AmbienteBrasil – Recentemente, o Greenpeace entregou ao Congresso Nacional um dossiê com análises de alimentos da Bunge e da Cargill, mostrando que em seus componentes há presença de organismos transgênicos. Isso não é, entretanto, informado ao consumidor nos rótulos destes produtos. O Idec tem algum trabalho nesse sentido?
Paulo Pacini - O Idec, e muitas outras organizações da sociedade civil, luta pela correta informação dos produtos transgênicos desde 1995, quando então surgia a Lei 8974/95, a primeira Lei de Biossegurança. Já em 1998, por conta da autorização da CTNBio para produção e comercialização da soja Roundup Ready, sem a realização de estudo de impacto ambiental e de segurança alimentar, foi ajuizada pelo Idec uma ação civil pública pedindo fossem declaradas tais exigências, além da correta rotulagem. Esta ação aguarda julgamento de recurso no Tribunal Regional Federal em Brasília.
Em 2001, por conta da edição do revogado Decreto 3.871/2001 (que estipulava o mínimo de 4% de transgenia para a exigência de rotulagem), o Idec e o Ministério Público Federal de Brasília ajuizaram ação civil pública exigindo a rotulagem dos produtos transgênicos independentemente de qualquer percentual. Referida ação aguarda sentença. O Idec também tem informado os consumidores sobre o assunto da forma mais ampla possível, em seu sítio eletrônico, em sua revista e em diversos eventos e comissões que participa. No que diz respeito aos alimentos transgênicos, é preciso salientar que vivemos hoje, no Brasil, em um contexto de total desrespeito às leis e ao consumidor, uma vez que estamos consumindo produtos transgênicos sem qualquer informação.
AmbienteBrasil – Que desafios o consumidor tem à frente hoje?
Maíra Feltrin - O consumidor hoje tem muito mais conhecimento de seus direitos, mas poderia ser melhor esclarecido. A educação para o consumo deveria ser melhor disseminada. Os problemas na relação de consumo são uma realidade cotidiana em maior ou menor grau. Ser conhecedor de seu direito e fazer com que lhe seja aplicada a corretamente a prerrogativa legal é, ainda, um desafio aos consumidores.
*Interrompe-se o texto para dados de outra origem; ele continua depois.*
use crate::base::Sequence;
use serde::{Deserialize, Serialize};
use std::fmt;
use std::str::FromStr;

/// Index of a node inside its [`Tree`](super::Tree) arena.
pub type NodeId = usize;

/// The event that produced a node.
#[derive(Debug, Clone, Copy, PartialEq, Eq, Hash, Default, Serialize, Deserialize)]
#[serde(rename_all = "lowercase")]
pub enum Event {
    /// The initial lineage; the only node without a producing event.
    #[default]
    Root,
    Birth,
    Death,
    Mutation,
    /// A survivor selected by the sampling pass.
    Sampling,
}

impl Event {
    pub fn as_str(self) -> &'static str {
        match self {
            Self::Root => "root",
            Self::Birth => "birth",
            Self::Death => "death",
            Self::Mutation => "mutation",
            Self::Sampling => "sampling",
        }
    }
}

impl fmt::Display for Event {
    fn fmt(&self, f: &mut fmt::Formatter<'_>) -> fmt::Result {
        f.write_str(self.as_str())
    }
}

impl FromStr for Event {
    type Err = String;

    fn from_str(s: &str) -> Result<Self, Self::Err> {
        match s {
            "root" => Ok(Self::Root),
            "birth" => Ok(Self::Birth),
            "death" => Ok(Self::Death),
            "mutation" => Ok(Self::Mutation),
            "sampling" => Ok(Self::Sampling),
            other => Err(format!("unknown event '{other}'")),
        }
    }
}

/// The heritable state of a lineage.
///
/// In sequence mode the phenotype is always the GP-map image of `sequence`;
/// only the mutator writes either field.
#[derive(Debug, Clone, PartialEq)]
pub struct LineageState {
    pub phenotype: f64,
    pub sequence: Option<Sequence>,
}

impl LineageState {
    /// State of a discrete-mode lineage.
    pub fn discrete(phenotype: f64) -> Self {
        Self {
            phenotype,
            sequence: None,
        }
    }

    /// State of a sequence-mode lineage with its derived phenotype.
    pub fn with_sequence(phenotype: f64, sequence: Sequence) -> Self {
        Self {
            phenotype,
            sequence: Some(sequence),
        }
    }
}

/// One lineage over the interval between two consecutive events.
#[derive(Debug, Clone, PartialEq)]
pub struct Node {
    pub(crate) state: LineageState,
    pub(crate) time: f64,
    pub(crate) event: Event,
    pub(crate) parent: Option<NodeId>,
    pub(crate) children: Vec<NodeId>,
}

impl Node {
    pub(crate) fn new(state: LineageState, time: f64, event: Event, parent: Option<NodeId>) -> Self {
        Self {
            state,
            time,
            event,
            parent,
            children: Vec::new(),
        }
    }

    pub fn state(&self) -> &LineageState {
        &self.state
    }

    #[inline]
    pub fn phenotype(&self) -> f64 {
        self.state.phenotype
    }

    pub fn sequence(&self) -> Option<&Sequence> {
        self.state.sequence.as_ref()
    }

    /// Absolute time at which this node's interval begins.
    #[inline]
    pub fn time(&self) -> f64 {
        self.time
    }

    #[inline]
    pub fn event(&self) -> Event {
        self.event
    }

    #[inline]
    pub fn parent(&self) -> Option<NodeId> {
        self.parent
    }

    #[inline]
    pub fn children(&self) -> &[NodeId] {
        &self.children
    }

    #[inline]
    pub fn is_leaf(&self) -> bool {
        self.children.is_empty()
    }
}

#[cfg(test)]
mod tests {
    use super::*;

    #[test]
    fn test_event_text_roundtrip() {
        for event in [
            Event::Root,
            Event::Birth,
            Event::Death,
            Event::Mutation,
            Event::Sampling,
        ] {
            assert_eq!(event.as_str().parse::<Event>(), Ok(event));
        }
        assert!("survival".parse::<Event>().is_err());
    }

    #[test]
    fn test_event_serde_lowercase() {
        assert_eq!(serde_json::to_string(&Event::Mutation).unwrap(), "\"mutation\"");
        let event: Event = serde_json::from_str("\"sampling\"").unwrap();
        assert_eq!(event, Event::Sampling);
    }

    #[test]
    fn test_default_event_is_root() {
        assert_eq!(Event::default(), Event::Root);
    }
}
AmbienteBrasil – O Código de Defesa do Consumidor vem tendo uma aplicação aceitável? Maíra - O Código Brasileiro de Defesa do Consumidor é uma das melhores legislações sobre o tema no mundo. A conquista pelos consumidores de fazer valer seus direitos cresceu muito desde o advento do CDC até os dias de hoje. Entretanto, algumas empresas ainda não arraigaram a seus procedimentos o conhecimento da legislação de proteção ao consumidor e continuam praticando condutas não adequadas aos princípios do Código.